Kendrick veröffentlichte „Not Like Us“ im Jahr 2024. Es war ein Riesenerfolg. Es debütierte auf Platz eins der Billboard Hot 100. Es war jedoch nicht nur beliebt. Es war rechtlich bedeutsam.
Im Jahr 2025 verklagte Drake sein eigenes Label. Er behauptete Verleumdung und Belästigung. Der Grund? Die Werbung für „Not Like Us“.
Hörer könnten zu dem Schluss kommen, dass der Text lediglich eine Meinung zum Ausdruck bringt.

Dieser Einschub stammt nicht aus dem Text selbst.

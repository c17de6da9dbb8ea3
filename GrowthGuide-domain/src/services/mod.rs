pub mod age;
pub mod bmi;
pub mod descriptions;
pub mod growth;
pub mod percentile;

// Domain services
// This module contains business logic implementations.

// Re-export service traits and factory functions
pub use growth::{create_default_growth_service, GrowthService, GrowthServiceError, GrowthServiceTrait};
pub use percentile::{
    find_percentile_for_bmi, find_percentile_for_height, find_percentile_for_weight, resolve_percentile,
    IntervalPolicy,
};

Das Lied beschuldigte Drake, ein Pädophiler zu sein. Drake sagte, der Vorstoß des Labels für den Titel gefährde die Sicherheit und das Wohlergehen seiner Künstler. Er fühlte sich angegriffen.
Ein Richter war anderer Meinung. Der Fall wurde weggeworfen. Die Begründung war einfach. Kunst ist Meinung. Zuhörer kennen den Unterschied zwischen einem Rap-Vers und einer Gerichtserklärung.
Die Fehde ist vorbei. Die Klage ist weg. Aber die Texte bleiben.